* [Exercise directions] State how many lines in the records below include the word "callable". Give nothing but that number.

* [Task data]

// ---------------------------------------------------------------------------
// AdditionalMethod
// ---------------------------------------------------------------------------

/// Opaque named callable or value carried by an aspect beyond the fixed
/// hooks, supporting aspect-to-aspect communication contracts.
///
/// The payload type is part of the contract between the participating
/// aspects; consumers recover it with [`AdditionalMethod::downcast_ref`].
pub struct AdditionalMethod(Box<dyn Any>);

impl AdditionalMethod {
    pub fn new<T: 'static>(value: T) -> Self {
        Self(Box::new(value))
    }

    pub fn downcast_ref<T: 'static>(&self) -> Option<&T> {
        self.0.downcast_ref::<T>()
    }
}

impl fmt::Debug for AdditionalMethod {
    fn fmt(&self, f: &mut fmt::Formatter<'_>) -> fmt::Result {
        f.write_str("AdditionalMethod(..)")
    }
}

// ---------------------------------------------------------------------------
// AspectError
// ---------------------------------------------------------------------------

/// Descriptor validation failures. Always fatal to the build call; the
/// caller fixes the descriptor and re-invokes.
#[derive(Debug, Clone, PartialEq, Eq, Serialize)]
pub enum AspectError {
    /// No `name` was supplied.
    MissingName,
    /// The supplied `name` is empty.
    EmptyName,
    /// The supplied `name` shadows a feature-level reserved keyword.
    ReservedFeatureKeyword { name: String },
    /// The required `validate_feature_content` hook was not supplied.
    MissingValidateFeatureContent,
    /// The required `assemble_feature_content` hook was not supplied.
    MissingAssembleFeatureContent,
    /// An additional method tried to reuse one of the fixed property names.
    AdditionalMethodShadowsBuiltin { name: String },
}

impl AspectError {
    /// Stable error code for structured logging.
    pub const fn error_code(&self) -> &'static str {
        match self {
            Self::MissingName => "WEFT-ASPECT-0001",
            Self::EmptyName => "WEFT-ASPECT-0002",
            Self::ReservedFeatureKeyword { .. } => "WEFT-ASPECT-0003",
            Self::MissingValidateFeatureContent => "WEFT-ASPECT-0004",
            Self::MissingAssembleFeatureContent => "WEFT-ASPECT-0005",
            Self::AdditionalMethodShadowsBuiltin { .. } => "WEFT-ASPECT-0006",
        }
    }

    pub fn message(&self) -> String {
        match self {
            Self::MissingName => "name is required".to_string(),
            Self::EmptyName => "name must not be empty".to_string(),
            Self::ReservedFeatureKeyword { name } => {
                format!("aspect name `{name}` is a reserved feature keyword")
            }
            Self::MissingValidateFeatureContent => {
                "validate_feature_content is required".to_string()
            }
            Self::MissingAssembleFeatureContent => {
                "assemble_feature_content is required".to_string()
            }
            Self::AdditionalMethodShadowsBuiltin { name } => {
                format!("additional method `{name}` shadows a built-in aspect property")
            }
        }
    }
}

impl fmt::Display for AspectError {
    fn fmt(&self, f: &mut fmt::Formatter<'_>) -> fmt::Result {
        write!(
            f,
            "aspect descriptor violation [{}]: {}",
            self.error_code(),
            self.message()
        )
    }
}

impl std::error::Error for AspectError {}

// ---------------------------------------------------------------------------
// AspectDescriptor — the factory input
// ---------------------------------------------------------------------------

/// Declarative descriptor for one aspect.
///
/// Every slot is optional at the descriptor level; [`AspectDescriptor::build`]
/// enforces which ones are required, failing fast on the first violation.
#[derive(Default)]
pub struct AspectDescriptor {
    name: Option<String>,
    genesis: Option<GenesisHook>,
    validate_feature_content: Option<ValidateContentHook>,
    expand_feature_content: Option<ExpandContentHook>,
    assemble_feature_content: Option<AssembleContentHook>,
    assemble_aspect_resources: Option<AssembleResourcesHook>,
    initial_root_app_elm: Option<RootElmHook>,
    inject_root_app_elm: Option<RootElmHook>,
    config: Option<AspectConfig>,
    additional_methods: BTreeMap<String, AdditionalMethod>,
}

impl AspectDescriptor {
    pub fn new() -> Self {
        Self::default()
    }

    /// Aspect identifier. Keys this aspect's content in feature
    /// declarations, so it must be unique among the aspects in use and must
    /// not clash with a feature-level keyword.
    pub fn name(mut self, name: impl Into<String>) -> Self {
        self.name = Some(name.into());
        self
    }

    pub fn genesis<F>(mut self, hook: F) -> Self
    where
        F: Fn() -> Result<(), String> + 'static,
    {
        self.genesis = Some(Box::new(hook));
        self
    }

    pub fn validate_feature_content<F>(mut self, hook: F) -> Self
    where
        F: Fn(&dyn Feature) -> Result<(), String> + 'static,
    {
        self.validate_feature_content = Some(Box::new(hook));
        self
    }

    pub fn expand_feature_content<F>(mut self, hook: F) -> Self
    where
        F: Fn(&dyn ResourceHub, &dyn Feature) -> Result<(), String> + 'static,
    {
        self.expand_feature_content = Some(Box::new(hook));
        self
    }

    pub fn assemble_feature_content<F>(mut self, hook: F) -> Self
    where
        F: Fn(&dyn ResourceHub, &[&dyn Feature]) + 'static,
    {
        self.assemble_feature_content = Some(Box::new(hook));
        self
    }

    pub fn assemble_aspect_resources<F>(mut self, hook: F) -> Self
    where
        F: Fn(&dyn ResourceHub, &[Aspect]) + 'static,
    {
        self.assemble_aspect_resources = Some(Box::new(hook));
        self
    }

    pub fn initial_root_app_elm<F>(mut self, hook: F) -> Self
    where
        F: Fn(&dyn ResourceHub, RootElm) -> RootElm + 'static,
    {
        self.initial_root_app_elm = Some(Box::new(hook));
        self
    }

    pub fn inject_root_app_elm<F>(mut self, hook: F) -> Self
    where
        F: Fn(&dyn ResourceHub, RootElm) -> RootElm + 'static,
    {
        self.inject_root_app_elm = Some(Box::new(hook));
        self
    }

    pub fn config(mut self, config: AspectConfig) -> Self {
        self.config = Some(config);
        self
    }

    /// Attach a named opaque entry for aspect-to-aspect contracts. Names are
    /// checked against the fixed property names at build time; their
    /// registry legality is the orchestrator's concern.
    pub fn additional_method(mut self, name: impl Into<String>, method: AdditionalMethod) -> Self {
        self.additional_methods.insert(name.into(), method);
        self
    }

    /// Validate the descriptor and produce the immutable [`Aspect`].
    ///
    /// Fail-fast: the first violated rule wins. Checks, in order: `name`
    /// present, `name` non-empty, `name` not a reserved feature keyword
    /// (via `keywords`), `validate_feature_content` present,
    /// `assemble_feature_content` present, no additional method shadowing a
    /// fixed property name. Optional hooks are callable by construction and
    /// `config` defaults to the empty object.
    pub fn build(self, keywords: &dyn FeatureKeywordGuard) -> Result<Aspect, AspectError> {
        let name = self.name.ok_or(AspectError::MissingName)?;
        if name.is_empty() {
            return Err(AspectError::EmptyName);
        }
        if keywords.is_reserved_feature_keyword(&name) {
            return Err(AspectError::ReservedFeatureKeyword { name });
        }
        // Name uniqueness across the aspects in use is an orchestrator
        // concern: the full aspect set is unknown here.

        let validate_feature_content = self
            .validate_feature_content
            .ok_or(AspectError::MissingValidateFeatureContent)?;
        let assemble_feature_content = self
            .assemble_feature_content
            .ok_or(AspectError::MissingAssembleFeatureContent)?;

        if let Some(shadow) = self
            .additional_methods
            .keys()
            .find(|key| BUILTIN_ASPECT_PROPERTIES.contains(&key.as_str()))
        {
            return Err(AspectError::AdditionalMethodShadowsBuiltin {
                name: shadow.clone(),
            });
        }

        Ok(Aspect {
            name,
            genesis: self.genesis,
            validate_feature_content,
            expand_feature_content: self.expand_feature_content,
            assemble_feature_content,
            assemble_aspect_resources: self.assemble_aspect_resources,
            initial_root_app_elm: self.initial_root_app_elm,
            inject_root_app_elm: self.inject_root_app_elm,
            config: self.config.unwrap_or_default(),
            additional_methods: self.additional_methods,
        })
    }
}

impl fmt::Debug for AspectDescriptor {
    fn fmt(&self, f: &mut fmt::Formatter<'_>) -> fmt::Result {
        f.debug_struct("AspectDescriptor")
            .field("name", &self.name)
            .field("additional_methods", &self.additional_methods.len())
            .finish_non_exhaustive()
    }
}

// ---------------------------------------------------------------------------
// Aspect — the immutable value
// ---------------------------------------------------------------------------

/// One cross-cutting extension point, produced by [`AspectDescriptor::build`]
/// and immutable thereafter. Destroyed only with the process; there is no
/// disposal protocol.
pub struct Aspect {
    name: String,
    genesis: Option<GenesisHook>,
    validate_feature_content: ValidateContentHook,
    expand_feature_content: Option<ExpandContentHook>,
    assemble_feature_content: AssembleContentHook,
    assemble_aspect_resources: Option<AssembleResourcesHook>,
    initial_root_app_elm: Option<RootElmHook>,
    inject_root_app_elm: Option<RootElmHook>,
    config: AspectConfig,
    additional_methods: BTreeMap<String, AdditionalMethod>,
}

impl Aspect {
    pub fn name(&self) -> &str {
        &self.name
    }

    pub fn genesis(&self) -> Option<&GenesisHook> {
        self.genesis.as_ref()
    }

    pub fn validate_feature_content(&self) -> &ValidateContentHook {
        &self.validate_feature_content
    }

    pub fn expand_feature_content(&self) -> Option<&ExpandContentHook> {
        self.expand_feature_content.as_ref()
    }

    pub fn assemble_feature_content(&self) -> &AssembleContentHook {
        &self.assemble_feature_content
    }

    pub fn assemble_aspect_resources(&self) -> Option<&AssembleResourcesHook> {
        self.assemble_aspect_resources.as_ref()
    }

    pub fn initial_root_app_elm(&self) -> Option<&RootElmHook> {
        self.initial_root_app_elm.as_ref()
    }

    pub fn inject_root_app_elm(&self) -> Option<&RootElmHook> {
        self.inject_root_app_elm.as_ref()
    }

    pub fn config(&self) -> &AspectConfig {
        &self.config
    }

    /// Look up an additional method by name.
    pub fn additional_method(&self, name: &str) -> Option<&AdditionalMethod> {
        self.additional_methods.get(name)
    }

    /// Names of all additional methods, in deterministic order.
    pub fn additional_method_names(&self) -> impl Iterator<Item = &str> {
        self.additional_methods.keys().map(String::as_str)
    }
}

impl fmt::Debug for Aspect {
    fn fmt(&self, f: &mut fmt::Formatter<'_>) -> fmt::Result {
        f.debug_struct("Aspect")
            .field("name", &self.name)
            .field("genesis", &self.genesis.is_some())
            .field("expand_feature_content", &self.expand_feature_content.is_some())
            .field(
                "assemble_aspect_resources",
                &self.assemble_aspect_resources.is_some(),
            )
            .field("initial_root_app_elm", &self.initial_root_app_elm.is_some())
            .field("inject_root_app_elm", &self.inject_root_app_elm.is_some())
            .field("config", &self.config)
            .field(
                "additional_methods",
                &self.additional_methods.keys().collect::<Vec<_>>(),
            )
            .finish()
    }
}

// ===========================================================================
// Tests
// ===========================================================================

* [Response area] 2